Return the run of lines below that opens with the line containing "let mut pending: Vec<usize>" and closes with the line containing "let mut order", keeping each one exact.
::: Data records
// Copyright (c) 2022 Huawei Technologies Co.,Ltd. All rights reserved.
//
// sysMaster is licensed under Mulan PSL v2.
// You can use this software according to the terms and conditions of the Mulan
// PSL v2.
// You may obtain a copy of Mulan PSL v2 at:
//         http://license.coscl.org.cn/MulanPSL2
// THIS SOFTWARE IS PROVIDED ON AN "AS IS" BASIS, WITHOUT WARRANTIES OF ANY
// KIND, EITHER EXPRESS OR IMPLIED, INCLUDING BUT NOT LIMITED TO
// NON-INFRINGEMENT, MERCHANTABILITY OR FIT FOR A PARTICULAR PURPOSE.
// See the Mulan PSL v2 for more details.
//! Boot ordering over the dependency graph (Kahn's algorithm).
//!
//! The order only depends on the declared edges, never on whether an
//! attempted start succeeded: a dependency gates when a service is tried,
//! whether it then actually runs is decided by the supervisor.
use crate::registry::Registry;
use std::collections::VecDeque;

/// A service that never became ready to be attempted.
#[derive(Debug, Clone, PartialEq, Eq)]
pub struct Unresolved {
    /// service name
    pub name: String,
    /// dependencies that were never processed
    pub pending: usize,
}

/// The start order computed from the registry.
#[derive(Debug, Default, Clone, PartialEq, Eq)]
pub struct Plan {
    /// registry indices in the order they are attempted
    pub order: Vec<usize>,
    /// services left out because of cycles or unknown dependencies
    pub unresolved: Vec<Unresolved>,
}

/// Outcome of a boot start pass.
#[derive(Debug, Default, Clone, PartialEq, Eq)]
pub struct StartReport {
    /// services known to the registry
    pub total: usize,
    /// services that were attempted
    pub processed: usize,
    /// attempts that launched the service or found it already active
    pub started: usize,
    /// services that were never attempted
    pub unresolved: Vec<Unresolved>,
}

impl StartReport {
    /// every service was at least attempted
    pub fn is_complete(&self) -> bool {
        self.processed == self.total
    }
}

/// Compute the start order.
///
/// Every service starts with a pending count equal to its dependency
/// count. Ready services are queued in registration order, each processed
/// service decrements the pending count of every service naming it, and
/// whoever reaches zero is queued behind. A dependency on a name that is
/// not registered is never processed, so its dependent stays unresolved.
pub fn plan(registry: &Registry) -> Plan {
    let mut pending: Vec<usize> = registry.iter().map(|s| s.dependencies().len()).collect();
    let mut queue: VecDeque<usize> = pending
        .iter()
        .enumerate()
        .filter(|(_, p)| **p == 0)
        .map(|(i, _)| i)
        .collect();

    let mut order = Vec::with_capacity(registry.len());
    while let Some(idx) = queue.pop_front() {
        order.push(idx);

        let name = match registry.get(idx) {
            Some(s) => s.name(),
            None => continue,
        };
        for (i, svc) in registry.iter().enumerate() {
            let hits = svc.dependencies().iter().filter(|d| *d == name).count();
            if hits == 0 || pending[i] == 0 {
                continue;
            }
            pending[i] = pending[i].saturating_sub(hits);
            if pending[i] == 0 {
                queue.push_back(i);
            }
        }
    }

    let unresolved = registry
        .iter()
        .enumerate()
        .filter(|(i, _)| pending[*i] > 0)
        .map(|(i, s)| Unresolved {
            name: s.name().to_string(),
            pending: pending[i],
        })
        .collect();

    Plan { order, unresolved }
}

#[cfg(test)]
mod tests {
    use super::*;
    use crate::service::ServiceKind;

    fn registry(edges: &[(&str, &[&str])]) -> Registry {
        let mut reg = Registry::new();
        for (name, _) in edges {
            reg.register(name, "/bin/true", ServiceKind::Simple, false)
                .unwrap();
        }
        for (name, deps) in edges {
            for dep in deps.iter() {
                reg.add_dependency(name, dep).unwrap();
            }
        }
        reg
    }

    fn names(reg: &Registry, order: &[usize]) -> Vec<String> {
        order
            .iter()
            .map(|i| reg.get(*i).unwrap().name().to_string())
            .collect()
    }

    #[test]
    fn test_registration_order_ties() {
        let reg = registry(&[("c", &[]), ("a", &[]), ("b", &[])]);
        let plan = plan(&reg);
        assert_eq!(names(&reg, &plan.order), vec!["c", "a", "b"]);
        assert!(plan.unresolved.is_empty());
    }

    #[test]
    fn test_dependencies_come_first() {
        let reg = registry(&[
            ("web", &["network", "syslog"]),
            ("network", &["syslog"]),
            ("syslog", &[]),
            ("cron", &[]),
        ]);
        let plan = plan(&reg);
        assert_eq!(
            names(&reg, &plan.order),
            vec!["syslog", "cron", "network", "web"]
        );
    }

    #[test]
    fn test_every_edge_respected() {
        let reg = registry(&[
            ("e", &["d", "b"]),
            ("d", &["c"]),
            ("c", &["a"]),
            ("b", &["a"]),
            ("a", &[]),
            ("f", &["e", "a"]),
        ]);
        let plan = plan(&reg);
        assert_eq!(plan.order.len(), reg.len());
        let pos = |n: &str| {
            let idx = reg.index_of(n).unwrap();
            plan.order.iter().position(|i| *i == idx).unwrap()
        };
        for svc in reg.iter() {
            for dep in svc.dependencies() {
                assert!(pos(dep) < pos(svc.name()), "{} before {}", dep, svc.name());
            }
        }
    }

    #[test]
    fn test_two_cycle() {
        let reg = registry(&[("a", &["b"]), ("b", &["a"])]);
        let plan = plan(&reg);
        assert!(plan.order.is_empty());
        assert_eq!(
            plan.unresolved,
            vec![
                Unresolved {
                    name: "a".to_string(),
                    pending: 1
                },
                Unresolved {
                    name: "b".to_string(),
                    pending: 1
                },
            ]
        );
    }

    #[test]
    fn test_cycle_leaves_rest_alone() {
        let reg = registry(&[
            ("base", &[]),
            ("x", &["z", "base"]),
            ("y", &["x"]),
            ("z", &["y"]),
            ("free", &["base"]),
        ]);
        let plan = plan(&reg);
        assert_eq!(names(&reg, &plan.order), vec!["base", "free"]);
        assert_eq!(plan.unresolved.len(), 3);
        assert!(plan.unresolved.iter().all(|u| u.pending > 0));
        /* "base" was processed, only the cycle edge is left on x */
        assert_eq!(plan.unresolved[0].name, "x");
        assert_eq!(plan.unresolved[0].pending, 1);
    }

    #[test]
    fn test_unknown_dependency() {
        let reg = registry(&[("app", &["missing"]), ("other", &[])]);
        let plan = plan(&reg);
        assert_eq!(names(&reg, &plan.order), vec!["other"]);
        assert_eq!(plan.unresolved[0].name, "app");
        assert_eq!(plan.unresolved[0].pending, 1);
    }

    #[test]
    fn test_report_complete() {
        let report = StartReport {
            total: 2,
            processed: 2,
            started: 1,
            unresolved: vec![],
        };
        assert!(report.is_complete());
        assert!(!StartReport {
            total: 2,
            processed: 0,
            ..Default::default()
        }
        .is_complete());
    }
}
::::::
▶ Output below:
    let mut pending: Vec<usize> = registry.iter().map(|s| s.dependencies().len()).collect();
    let mut queue: VecDeque<usize> = pending
        .iter()
        .enumerate()
        .filter(|(_, p)| **p == 0)
        .map(|(i, _)| i)
        .collect();

    let mut order = Vec::with_capacity(registry.len());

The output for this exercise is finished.